HHS report on number of Americans with Pre-existing conditions:
The use of high-risk pools to cover people who cannot get insurance in a market place that allows insurance companies to either deny coverage for pre-existing conditions or base rates on insurance premiums would leave many people uninsured.
Comment Six: The proposal for a private-public partnership offered in this paper will cover far more people at lower cost than high-risk pools. Under the private-public partnership the private insurance company will cover all expenses over a certain threshold and the government will pay all or most expenses over the threshold. The private-public partnership could substantially reduce the cost of private insurance depending upon the threshold limiting annual health expenditures by the private insurance firm and the share of expenses for the private firm over the threshold.
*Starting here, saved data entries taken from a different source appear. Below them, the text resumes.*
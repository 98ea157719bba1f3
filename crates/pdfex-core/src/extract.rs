//! Extraction orchestration.
//!
//! Pages are processed strictly sequentially: the document handle is not
//! safe for concurrent page access and page order must be preserved in
//! the output.

use std::collections::BTreeSet;
use std::fs;
use std::path::Path;
use std::time::Instant;

use chrono::Local;
use tracing::{debug, info, warn};

use crate::cache::ExtractionCache;
use crate::error::{DocumentError, Result, ValidationError};
use crate::hash;
use crate::models::{DocumentMetadata, ExtractConfig, ExtractionResult, Totals};
use crate::output::{self, SavedArtifacts};
use crate::pdf::{process_page, DocumentReader, PdfDocument};

/// Drives the extraction pipeline for one document at a time.
///
/// The cache is injected explicitly; without one every call reprocesses
/// the file.
pub struct Extractor {
    config: ExtractConfig,
    cache: Option<ExtractionCache>,
}

impl Extractor {
    pub fn new(config: ExtractConfig) -> Self {
        Self {
            config,
            cache: None,
        }
    }

    /// Attach a result cache.
    pub fn with_cache(mut self, cache: ExtractionCache) -> Self {
        self.cache = Some(cache);
        self
    }

    pub fn config(&self) -> &ExtractConfig {
        &self.config
    }

    pub fn cache(&self) -> Option<&ExtractionCache> {
        self.cache.as_ref()
    }

    /// Extract a single document.
    ///
    /// Returns `Err` only for invalid input paths and I/O failures while
    /// hashing. Expected document failures (unparseable, encrypted) come
    /// back as a result with `success == false` and a top-level error;
    /// a single bad page is recorded on that page and extraction
    /// continues.
    pub fn extract(&self, path: &Path) -> Result<ExtractionResult> {
        let started = Instant::now();

        validate_input(path)?;

        let file_size_mb = fs::metadata(path)?.len() as f64 / (1024.0 * 1024.0);
        let content_hash = hash::hash_file(path)?;

        if let Some(result) = self.cached_result(&content_hash) {
            info!("cache hit for {}", path.display());
            return Ok(result);
        }

        info!("processing {} ({:.1} MB)", path.display(), file_size_mb);

        // The document handle lives exactly as long as this scope; all
        // exit paths below release it.
        let document = match PdfDocument::open(path) {
            Ok(document) => document,
            Err(e) => {
                warn!("cannot open {}: {}", path.display(), e);
                return Ok(failure_result(path, content_hash, file_size_mb, started, e));
            }
        };

        let metadata = document.metadata();
        let page_count = document.page_count();
        let enable_images = self.config.extraction.enable_images;

        let mut pages = Vec::with_capacity(page_count as usize);
        let mut errors = Vec::new();
        let mut totals = Totals::default();
        let mut fonts_used = BTreeSet::new();

        for (index, text) in document.page_texts().into_iter().enumerate() {
            let number = index as u32 + 1;
            let fonts = document.page_fonts(number);
            let raw_images = if enable_images {
                document.page_images(number)
            } else {
                Vec::new()
            };
            let media_box = document.media_box(number);

            let record = process_page(number, text, fonts, &raw_images, media_box, enable_images);

            if let Some(error) = &record.error {
                errors.push(format!("page {}: {}", number, error));
            }
            totals.words += record.word_count;
            totals.chars += record.char_count;
            totals.images += record.images.len();
            fonts_used.extend(record.fonts.iter().cloned());
            pages.push(record);

            if number % 10 == 0 {
                debug!("processed {}/{} pages", number, page_count);
            }
        }

        let success = errors.is_empty();
        let extraction_secs = started.elapsed().as_secs_f64();

        info!(
            "completed {} in {:.2}s: {} words, {} images",
            path.display(),
            extraction_secs,
            totals.words,
            totals.images
        );

        Ok(ExtractionResult {
            source_path: path.display().to_string(),
            content_hash,
            timestamp: Local::now(),
            metadata,
            pages,
            totals,
            fonts_used: fonts_used.into_iter().collect(),
            file_size_mb,
            extraction_secs,
            success,
            errors,
        })
    }

    /// Persist a result per the configured output settings.
    ///
    /// A successful JSON write of a successful extraction registers the
    /// artifact in the cache; failed extractions and text-only output are
    /// never cached.
    pub fn save(&mut self, result: &ExtractionResult) -> Result<SavedArtifacts> {
        let artifacts = output::write_result(
            result,
            &self.config.output.output_dir,
            self.config.output.output_format,
            self.config.output.compact_json_threshold_mb,
        )?;

        if result.success {
            if let (Some(cache), Some(json)) = (self.cache.as_mut(), artifacts.json.as_ref()) {
                cache.insert(result.content_hash.clone(), json.clone());
            }
        }

        Ok(artifacts)
    }

    /// Extract and persist in one step.
    pub fn process(&mut self, path: &Path) -> Result<(ExtractionResult, SavedArtifacts)> {
        let result = self.extract(path)?;
        let artifacts = self.save(&result)?;
        Ok((result, artifacts))
    }

    // A hit must reload as a full result; anything unreadable or stale on
    // disk downgrades to a miss.
    fn cached_result(&self, hash: &str) -> Option<ExtractionResult> {
        let entry = self.cache.as_ref()?.get(hash)?;
        let loaded = fs::read_to_string(&entry.path)
            .ok()
            .and_then(|content| serde_json::from_str(&content).ok());
        if loaded.is_none() {
            debug!("cache entry for {} unreadable, reprocessing", hash);
        }
        loaded
    }
}

fn validate_input(path: &Path) -> std::result::Result<(), ValidationError> {
    if !path.exists() {
        return Err(ValidationError::NotFound(path.to_path_buf()));
    }
    let is_pdf = path
        .extension()
        .and_then(|e| e.to_str())
        .map(|e| e.eq_ignore_ascii_case("pdf"))
        .unwrap_or(false);
    if !is_pdf {
        return Err(ValidationError::NotPdf(path.to_path_buf()));
    }
    Ok(())
}

fn failure_result(
    path: &Path,
    content_hash: String,
    file_size_mb: f64,
    started: Instant,
    error: DocumentError,
) -> ExtractionResult {
    ExtractionResult {
        source_path: path.display().to_string(),
        content_hash,
        timestamp: Local::now(),
        metadata: DocumentMetadata::default(),
        pages: Vec::new(),
        totals: Totals::default(),
        fonts_used: Vec::new(),
        file_size_mb,
        extraction_secs: started.elapsed().as_secs_f64(),
        success: false,
        errors: vec![error.to_string()],
    }
}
The cost sharing would also substantially reduce the variability of insurance expenditures, which could stabilize premiums.
One way to implement this program is to provide automatic enrollment into Medicaid for people who purchase a health insurance plan with an annual cap on expenditures (perhaps $40,000). This approach essentially turns Medicaid into a reinsurance program. However, in contrast to some reinsurance schemes, government payments would be made directly to customers rather than insurance firms. The cost of this approach would be borne by the government and would depend on the number of high-cost cases, which is not knowable in advance. However, the cost sharing arrangement would be smaller than a high-risk pool, which insured the same number of people.
For more information on the costs and benefits of this approach see my previous blog on the topic
A proposed public-private health insurance hybrid:
Comment Seven: The current proposal relies on age-rated premiums where age rating is set at 3.5 to 1. As discussed in comment five above, the cost of unrestricted underwriting based on health status would be extremely high. It would be useful to compare insurance premiums and costs of the partnership for the situation where premiums are purely determined by age to a rule where premiums are determined by both age and health status. (For example, premiums would be allowed to vary 3.5 to 1 based on age with a 5 percent penalty for people with pre-existing conditions).
People would be allowed to purchase the public-private partnership based on some formula, like purchase the private partnership if premiums on the purely private plan were more than 9 percent of income. I suspect, but cannot prove, that a rule allowing insurance companies to consider health status when setting premiums would substantially increase government subsidies compared to a rule where premiums are exclusively determined by age. Clearly the most expensive government subsidy would occur when insurance companies could deny all applicants with pre-existing conditions and/or premiums were entirely determined by health status.
Comment Eight: The primary reason why state exchange market places have disproportionately fewer enrollees between the age of 18 and 26 is that the ACA allows young adults to remain on their parent’s health insurance policy and most working-age people have employer-based policy. Polices could be implemented to encourage young adults to leave their parent’s policy in favor of a state exchange policy. However, this may not be necessary.
Polices that move more working-age households to state exchange market places will automatically increase the number of young adults with state-exchange coverage. An empirical analysis based exclusively on people over 26 finds that in this truncated group participants in state exchange market places are younger than people with employer-based policies.
Concluding Remarks: The ACA created a separate health insurance market for working-age people without an offer employer-based insurance. In this case, separate is not equal. The ACA can only be fixed by creating incentives for people to move from employer-based insurance to independent market places.